The brunette is pretty and petite, and has on a pair of black sequin cat ears over her head. “Lottie Lemon”—Ichabod pulls the blonde in close—“this is my wife, Cordelia Hamilton.” He winks when he says it. “I just had to introduce her to the woman who made that delicious spice cake.” Cordelia gives a furtive nod. “Oh, it’s my favorite. I must get the recipe.” “You bet.” A laugh trembles from me. “And it’s a pleasure to meet you.

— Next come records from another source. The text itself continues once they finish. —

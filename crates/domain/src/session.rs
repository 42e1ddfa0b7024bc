//! Monitor session — one test run, tied to a source-control revision.

use std::collections::BTreeMap;

use serde::{Deserialize, Serialize};

use crate::fingerprint::Fingerprint;
use crate::id::Identity;
use crate::time::Timestamp;

/// Tag key whose value participates in session identity and equality.
/// Every other tag is informational only.
pub const DESCRIPTION_TAG: &str = "description";

/// A single typed tag value.
#[derive(Debug, Clone, PartialEq, Serialize, Deserialize)]
#[serde(untagged)]
pub enum TagValue {
    Bool(bool),
    Int(i64),
    Float(f64),
    String(String),
}

impl TagValue {
    /// The string payload, when the value is a string.
    #[must_use]
    pub fn as_str(&self) -> Option<&str> {
        match self {
            Self::String(value) => Some(value),
            _ => None,
        }
    }
}

/// A monitoring session: one test run on one SCM revision.
///
/// Immutable once created, except for wholesale tag replacement via
/// [`MonitorSession::with_tags`].
#[derive(Debug, Clone, Serialize, Deserialize)]
pub struct MonitorSession {
    pub uid: Identity,
    pub start_date: Timestamp,
    pub scm_revision: String,
    pub tags: BTreeMap<String, TagValue>,
}

impl MonitorSession {
    /// Create a builder for constructing a [`MonitorSession`].
    #[must_use]
    pub fn builder() -> MonitorSessionBuilder {
        MonitorSessionBuilder::default()
    }

    /// The conventional description tag, or `""` when absent or not a
    /// string.
    #[must_use]
    pub fn description(&self) -> &str {
        self.tags
            .get(DESCRIPTION_TAG)
            .and_then(TagValue::as_str)
            .unwrap_or("")
    }

    /// Replace the tag map wholesale (not a deep merge).
    #[must_use]
    pub fn with_tags(mut self, tags: BTreeMap<String, TagValue>) -> Self {
        self.tags = tags;
        self
    }
}

impl PartialEq for MonitorSession {
    fn eq(&self, other: &Self) -> bool {
        self.uid == other.uid
            && self.start_date == other.start_date
            && self.scm_revision == other.scm_revision
            && self.description() == other.description()
    }
}

impl Eq for MonitorSession {}

/// Step-by-step builder for [`MonitorSession`].
#[derive(Debug, Default)]
pub struct MonitorSessionBuilder {
    uid: Option<String>,
    start_date: Option<Timestamp>,
    scm_revision: String,
    tags: BTreeMap<String, TagValue>,
}

impl MonitorSessionBuilder {
    #[must_use]
    pub fn uid(mut self, uid: impl Into<String>) -> Self {
        self.uid = Some(uid.into());
        self
    }

    #[must_use]
    pub fn start_date(mut self, start_date: Timestamp) -> Self {
        self.start_date = Some(start_date);
        self
    }

    #[must_use]
    pub fn scm_revision(mut self, scm_revision: impl Into<String>) -> Self {
        self.scm_revision = scm_revision.into();
        self
    }

    #[must_use]
    pub fn tag(mut self, key: impl Into<String>, value: TagValue) -> Self {
        self.tags.insert(key.into(), value);
        self
    }

    #[must_use]
    pub fn description(self, description: impl Into<String>) -> Self {
        self.tag(DESCRIPTION_TAG, TagValue::String(description.into()))
    }

    #[must_use]
    pub fn tags(mut self, tags: BTreeMap<String, TagValue>) -> Self {
        self.tags = tags;
        self
    }

    /// Consume the builder, resolve the identity, and return a
    /// [`MonitorSession`].
    #[must_use]
    pub fn build(self) -> MonitorSession {
        let start_date = self.start_date.unwrap_or_else(crate::time::now);
        let description = self
            .tags
            .get(DESCRIPTION_TAG)
            .and_then(TagValue::as_str)
            .unwrap_or("");
        let uid = match self.uid {
            Some(uid) => Identity::Supplied(uid),
            None => Identity::Derived(
                Fingerprint::new()
                    .field(start_date.to_rfc3339())
                    .field(&self.scm_revision)
                    .field(description)
                    .finish(),
            ),
        };
        MonitorSession {
            uid,
            start_date,
            scm_revision: self.scm_revision,
            tags: self.tags,
        }
    }
}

” She slings an arm around the brunette next to her. “Lottie, this is Trixie Pearce. She’s my right-hand gal. In fact, she’s the one who’s responsible for putting together every last detail of tonight’s festivities.” Trixie, the petite brunette, laughs. “I’ll be managing the event from start to finish.” She holds up a clipboard in her hand. “I’m a stickler for details.” Ichabod nods. “First night is free, but we’ve already sold out of tickets for the rest of the month.

People are coming in from all over the state just to experience this little haunted treasure we’ve got on our hands. I came up with the idea a couple of months ago when I read about a haunted B&B right here in Honey Hollow making money, hand over fist. Why, all they do is walk a group of poor shmucks through their haunted halls and charge them eighty bucks a person to do it. I figured we could charge double and genuinely give the people a scare.” My lips invert to keep from saying anything. I happen to know for a fact the B&B in question belongs to Miranda Lemon, aka my mother. When Carlotta left me on the floor of the Honey Hollow Fire Department to fend for myself as an infant, it was the Lemons who adopted me. And I also know for a fact my mother’s B&B is genuinely haunted by an entire family of ghosts and their little black cat, too. “Well, it was a wonderful idea,” I say. Trixie’s mouth opens.

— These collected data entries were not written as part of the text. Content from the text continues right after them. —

//! In-memory implementation of [`MachineRepository`].

use testmon_app::ports::{CrudRepository, MachineRepository};
use testmon_domain::error::TestmonError;
use testmon_domain::machine::Machine;
use testmon_domain::page::{Page, PageSpec};
use testmon_storage::{MachineRecord, MetricRecord};

use crate::repository::MemoryRepository;
use crate::store::{SharedMap, lock};

/// Machine repository over the shared in-memory store.
pub struct MemoryMachineRepository {
    inner: MemoryRepository<MachineRecord>,
    metrics: SharedMap<MetricRecord>,
}

impl MemoryMachineRepository {
    pub(crate) fn new(machines: SharedMap<MachineRecord>, metrics: SharedMap<MetricRecord>) -> Self {
        Self {
            inner: MemoryRepository::new(machines),
            metrics,
        }
    }
}

impl CrudRepository<Machine> for MemoryMachineRepository {
    async fn create(&self, item: Machine) -> Result<Machine, TestmonError> {
        self.inner.create(item).await
    }

    async fn update(&self, item: Machine) -> Result<Machine, TestmonError> {
        self.inner.update(item).await
    }

    async fn get(&self, uid: &str) -> Result<Machine, TestmonError> {
        self.inner.get(uid).await
    }

    async fn delete(&self, uid: &str) -> Result<(), TestmonError> {
        self.inner.delete(uid).await?;
        // emulate ON DELETE CASCADE on the metric table
        lock(&self.metrics).retain(|_, record| record.xid != uid);
        Ok(())
    }

    async fn list(&self, page: Option<PageSpec>) -> Result<Page<Machine>, TestmonError> {
        self.inner.list(page).await
    }

    async fn count(&self) -> Result<usize, TestmonError> {
        self.inner.count().await
    }

    async fn truncate(&self) -> Result<(), TestmonError> {
        self.inner.truncate().await
    }
}

impl MachineRepository for MemoryMachineRepository {}

#[cfg(test)]
mod tests {
    use super::*;
    use crate::store::MemoryStore;
    use testmon_domain::error::ValidationError;
    use testmon_domain::machine::MachineBuilder;

    fn builder(uid: &str) -> MachineBuilder {
        Machine::builder()
            .uid(uid)
            .cpu_frequency(2400)
            .cpu_vendor("GenuineIntel")
            .cpu_count(8)
            .cpu_type("x86_64")
            .total_ram(16_384)
            .hostname("ci-runner-01")
            .machine_type("physical")
            .machine_arch("amd64")
            .system_info("Linux 6.1")
            .python_info("3.12.1")
    }

    fn machine(uid: &str) -> Machine {
        builder(uid).build().unwrap()
    }

    #[tokio::test]
    async fn should_create_and_retrieve_machine() {
        let repo = MemoryStore::new().machine_repository();
        repo.create(machine("m-1")).await.unwrap();

        let fetched = repo.get("m-1").await.unwrap();
        assert_eq!(fetched, machine("m-1"));
    }

    #[tokio::test]
    async fn should_reject_duplicate_uid() {
        let repo = MemoryStore::new().machine_repository();
        repo.create(machine("m-1")).await.unwrap();

        let result = repo.create(machine("m-1")).await;
        assert!(matches!(result, Err(TestmonError::AlreadyExists(_))));
        assert_eq!(repo.count().await.unwrap(), 1);
    }

    #[tokio::test]
    async fn should_return_not_found_for_unknown_uid() {
        let repo = MemoryStore::new().machine_repository();
        let result = repo.get("m-unknown").await;
        assert!(matches!(result, Err(TestmonError::NotFound(_))));
    }

    #[tokio::test]
    async fn should_update_existing_machine() {
        let repo = MemoryStore::new().machine_repository();
        repo.create(machine("m-1")).await.unwrap();

        let updated = builder("m-1").hostname("ci-runner-02").build().unwrap();
        repo.update(updated.clone()).await.unwrap();

        assert_eq!(repo.get("m-1").await.unwrap().hostname, "ci-runner-02");
    }

    #[tokio::test]
    async fn should_refuse_update_of_unknown_machine() {
        let repo = MemoryStore::new().machine_repository();
        let result = repo.update(machine("m-unknown")).await;
        assert!(matches!(result, Err(TestmonError::NotFound(_))));
    }

    #[tokio::test]
    async fn should_delete_machine() {
        let repo = MemoryStore::new().machine_repository();
        repo.create(machine("m-1")).await.unwrap();

        repo.delete("m-1").await.unwrap();

        assert!(matches!(repo.get("m-1").await, Err(TestmonError::NotFound(_))));
    }

    #[tokio::test]
    async fn should_return_not_found_when_deleting_unknown_machine() {
        let repo = MemoryStore::new().machine_repository();
        let result = repo.delete("m-unknown").await;
        assert!(matches!(result, Err(TestmonError::NotFound(_))));
    }

    #[tokio::test]
    async fn should_list_in_ascending_uid_order() {
        let repo = MemoryStore::new().machine_repository();
        for uid in ["m-3", "m-1", "m-2"] {
            repo.create(machine(uid)).await.unwrap();
        }

        let page = repo.list(None).await.unwrap();
        let uids: Vec<&str> = page.data.iter().map(|m| m.uid.as_str()).collect();
        assert_eq!(uids, ["m-1", "m-2", "m-3"]);
        assert_eq!(page.page_no, None);
        assert_eq!(page.next_page, None);
    }

    #[tokio::test]
    async fn should_paginate_listing() {
        let repo = MemoryStore::new().machine_repository();
        for i in 0..30 {
            repo.create(machine(&format!("m-{i:02}"))).await.unwrap();
        }

        let first = repo.list(Some(PageSpec::new(0, 5).unwrap())).await.unwrap();
        assert_eq!(first.data.len(), 5);
        assert_eq!(first.data[0].uid.as_str(), "m-00");
        assert_eq!(first.next_page, Some(1));

        let last = repo.list(Some(PageSpec::new(5, 5).unwrap())).await.unwrap();
        assert_eq!(last.data[0].uid.as_str(), "m-25");
        assert_eq!(last.next_page, None);

        let past_end = repo.list(Some(PageSpec::new(10, 5).unwrap())).await.unwrap();
        assert!(past_end.data.is_empty());
        assert_eq!(past_end.next_page, None);
    }

    #[tokio::test]
    async fn should_truncate_all_machines() {
        let repo = MemoryStore::new().machine_repository();
        repo.create(machine("m-1")).await.unwrap();
        repo.create(machine("m-2")).await.unwrap();

        repo.truncate().await.unwrap();

        assert_eq!(repo.count().await.unwrap(), 0);
    }

    #[tokio::test]
    async fn should_propagate_builder_validation() {
        let result = builder("m-1").cpu_count(0).build();
        assert!(matches!(
            result,
            Err(TestmonError::Validation(ValidationError::ZeroCpuCount))
        ));
    }
}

“It is wonderful. You should both head on into the house. I think you’ll be surprised how much fun it is.” She glances to her phone. “I’m needed there now.” She nods to Ichabod. “You’re on in half an hour.” She takes off and Ichabod leans in. “I’m playing the part of the headless horseman. It’s a play on my name, of course.

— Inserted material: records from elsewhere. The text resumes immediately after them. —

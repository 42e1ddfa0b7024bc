//! Entity identity — caller-supplied or derived from content.

use std::cmp::Ordering;
use std::fmt;
use std::hash::{Hash, Hasher};

use serde::{Deserialize, Deserializer, Serialize, Serializer};

/// Identity of a machine or session.
///
/// Resolved exactly once, at entity construction: either the caller
/// supplied an id, or one was derived from a content fingerprint. The
/// variant records provenance only — comparison, ordering, hashing and
/// serialization all operate on the inner value, so a derived id that
/// round-trips through storage compares equal to its supplied form.
#[derive(Debug, Clone)]
pub enum Identity {
    /// Identity chosen by the caller.
    Supplied(String),
    /// Identity derived from a content fingerprint.
    Derived(String),
}

impl Identity {
    /// The canonical string form of the identity.
    #[must_use]
    pub fn as_str(&self) -> &str {
        match self {
            Self::Supplied(value) | Self::Derived(value) => value,
        }
    }

    /// Whether the identity was derived rather than supplied.
    #[must_use]
    pub fn is_derived(&self) -> bool {
        matches!(self, Self::Derived(_))
    }
}

impl PartialEq for Identity {
    fn eq(&self, other: &Self) -> bool {
        self.as_str() == other.as_str()
    }
}

impl Eq for Identity {}

impl PartialOrd for Identity {
    fn partial_cmp(&self, other: &Self) -> Option<Ordering> {
        Some(self.cmp(other))
    }
}

impl Ord for Identity {
    fn cmp(&self, other: &Self) -> Ordering {
        self.as_str().cmp(other.as_str())
    }
}

impl Hash for Identity {
    fn hash<H: Hasher>(&self, state: &mut H) {
        self.as_str().hash(state);
    }
}

impl fmt::Display for Identity {
    fn fmt(&self, f: &mut fmt::Formatter<'_>) -> fmt::Result {
        f.write_str(self.as_str())
    }
}

impl From<String> for Identity {
    fn from(value: String) -> Self {
        Self::Supplied(value)
    }
}

impl From<&str> for Identity {
    fn from(value: &str) -> Self {
        Self::Supplied(value.to_string())
    }
}

impl Serialize for Identity {
    fn serialize<S: Serializer>(&self, serializer: S) -> Result<S::Ok, S::Error> {
        serializer.serialize_str(self.as_str())
    }
}

impl<'de> Deserialize<'de> for Identity {
    fn deserialize<D: Deserializer<'de>>(deserializer: D) -> Result<Self, D::Error> {
        String::deserialize(deserializer).map(Self::Supplied)
    }
}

” Cordelia giggles as she wraps herself around him. “I thought of that myself.” Ichabod nods. “And believe me, I’m already worried about losing my head night after night.” He gives a little wink as they take off. Everett shows up with a plate full of mashed potatoes and enough caramel sauce to ensure a sugared up bliss. “Oh, Everett.” A hard moan evicts from me at the sight. “You really do love me.” I take the plate from him and dive right in.